Une figure militaire critique du pouvoir
Originaire de la région de l’Androy, dans le sud du pays, Michael Randrianirina a été gouverneur de cette région entre 2016 et 2018, après avoir dirigé le bataillon d’infanterie de Tuléar, dans l’Atsimo Andrefana voisine. Connu pour ses prises de position critiques contre le pouvoir en place, il avait été incarcéré entre novembre 2023 et février 2024 à la maison de force de Tsihafay pour « incitation à la mutinerie militaire en vue d’un coup d’État », avant d’être condamné à un an de prison avec sursis pour « atteinte à la sûreté de l’État ».
L’appel qui a fait basculer le régime
Le tournant s’est produit samedi 11 octobre, lorsqu’une vidéo le montrant appelant les forces de sécurité à désobéir aux ordres de tirer sur les manifestants a circulé massivement. Cette prise de parole a précipité la chute du régime Rajoelina. Mardi, face à la presse, il a annoncé :
« Face au piétinement continu de la Constitution, face au bafouement des droits de l’homme, au gaspillage des trésors de la nation et en accord avec les revendications des jeunes, soutenues dans toute l’île, nous annonçons la suspension de la Constitution et nous prenons le pouvoir. »
S’il a longtemps minimisé son rôle, se présentant comme « un simple officier », il est désormais propulsé à la tête de l’État.
Michael Randrianirina et face à un pouvoir sous surveillance
La légalité de cette prise de pouvoir reste toutefois à démontrer.

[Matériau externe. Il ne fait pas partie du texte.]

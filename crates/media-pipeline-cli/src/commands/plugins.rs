//! Plugins listing command

use super::registry_helper::Engine;
use anyhow::Result;

pub async fn list_plugins(engine: &Engine) -> Result<()> {
    if engine.plugins.is_empty() {
        println!(
            "No plugins registered in {}",
            engine.config.plugins_dir.display()
        );
        return Ok(());
    }

    println!("Available plugins:");

    for plugin_id in engine.plugins.plugin_ids() {
        if let Some(plugin) = engine.plugins.get_plugin(&plugin_id) {
            let manifest = plugin.manifest();
            println!("\n{} (v{})", plugin_id, manifest.version);
            if !manifest.name.is_empty() {
                println!("  Name: {}", manifest.name);
            }
            if !manifest.description.is_empty() {
                println!("  Description: {}", manifest.description);
            }
            for (tool_id, tool) in &manifest.tools {
                println!("  Tool: {}", tool_id);
                println!("    Inputs: {}", type_list(&tool.input_types));
                println!("    Outputs: {}", type_list(&tool.output_types));
            }
        }
    }

    Ok(())
}

fn type_list(types: &[String]) -> String {
    if types.is_empty() {
        "any".to_string()
    } else {
        types.join(", ")
    }
}
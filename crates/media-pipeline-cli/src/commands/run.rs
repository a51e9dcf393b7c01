//! Pipeline and tool-chain execution commands

use super::registry_helper::Engine;
use crate::parser::{load_payload, parse_tool_list};
use anyhow::Result;
use clap::Args;
use std::path::PathBuf;
use tracing::info;

#[derive(Args)]
pub struct RunCommand {
    /// Pipeline identifier
    #[arg(value_name = "PIPELINE")]
    pipeline_id: String,

    /// JSON file holding the initial payload (defaults to `{}`)
    #[arg(short, long, value_name = "FILE")]
    input: Option<PathBuf>,

    /// Print every node's output and the schedule alongside the result
    #[arg(long)]
    detailed: bool,
}

impl RunCommand {
    pub async fn execute(self, engine: &Engine) -> Result<()> {
        let payload = load_payload(self.input.as_deref())?;
        info!("Running pipeline '{}'", self.pipeline_id);

        let report = engine.dag.run_detailed(&self.pipeline_id, payload).await?;
        info!(
            "Pipeline '{}' completed {} node(s) in {:.3}s",
            report.pipeline_id,
            report.execution_order.len(),
            report.duration.as_secs_f64()
        );

        if self.detailed {
            let detailed = serde_json::json!({
                "pipeline_id": report.pipeline_id,
                "execution_order": report.execution_order,
                "node_outputs": report.node_outputs,
                "result": report.result,
                "duration_ms": report.duration.as_secs_f64() * 1000.0,
            });
            println!("{}", serde_json::to_string_pretty(&detailed)?);
        } else {
            println!("{}", serde_json::to_string_pretty(&report.result)?);
        }
        Ok(())
    }
}

#[derive(Args)]
pub struct ChainCommand {
    /// Plugin whose tools are chained
    #[arg(value_name = "PLUGIN")]
    plugin_id: String,

    /// Tools to run in order
    /// Example: --tools "decode,detect;track"
    #[arg(short, long)]
    tools: String,

    /// JSON file holding the initial payload (defaults to `{}`)
    #[arg(short, long, value_name = "FILE")]
    input: Option<PathBuf>,
}

impl ChainCommand {
    pub async fn execute(self, engine: &Engine) -> Result<()> {
        let tools = parse_tool_list(&self.tools)?;
        let payload = load_payload(self.input.as_deref())?;
        info!("Chaining {} tool(s) on plugin '{}'", tools.len(), self.plugin_id);

        let run = engine
            .linear
            .run_linear_pipeline(&self.plugin_id, &tools, payload)
            .await?;

        info!("Chain finished after {} step(s)", run.steps.len());
        println!("{}", serde_json::to_string_pretty(&run)?);
        Ok(())
    }
}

Des discussions se sont tenues mardi soir entre les militaires et les juges de la Haute Cour constitutionnelle pour tenter de la légitimer. L’enjeu est crucial : éviter que la communauté internationale ne qualifie cette transition de coup d’État, ce qui entraînerait une suspension des financements extérieurs essentiels à l’économie malgache.
Michael Randrianirina a annoncé son intention de nommer un Premier ministre chargé de former un gouvernement civil et de préparer des élections dans un délai de 18 à 24 mois.
Un pays marqué par les interventions militaires
Depuis l’indépendance en 1960, Madagascar a connu de multiples transitions politiques par la voie militaire. En 1972, une révolte étudiante renverse le président Philibert Tsiranana. Un directoire militaire dirigé par Gabriel Ramanantsoa prend alors le pouvoir jusqu’en 1975, avant l’arrivée au sommet de l’État du militaire socialiste Didier Ratsiraka, lui-même renversé à plusieurs reprises.
En 2009, l’armée avait déjà joué un rôle déterminant en plaçant le jeune maire Andry Rajoelina à la tête du pays après la chute de Marc Ravalomanana. Quinze ans plus tard, l’histoire semble se répéter avec Michael Randrianirina.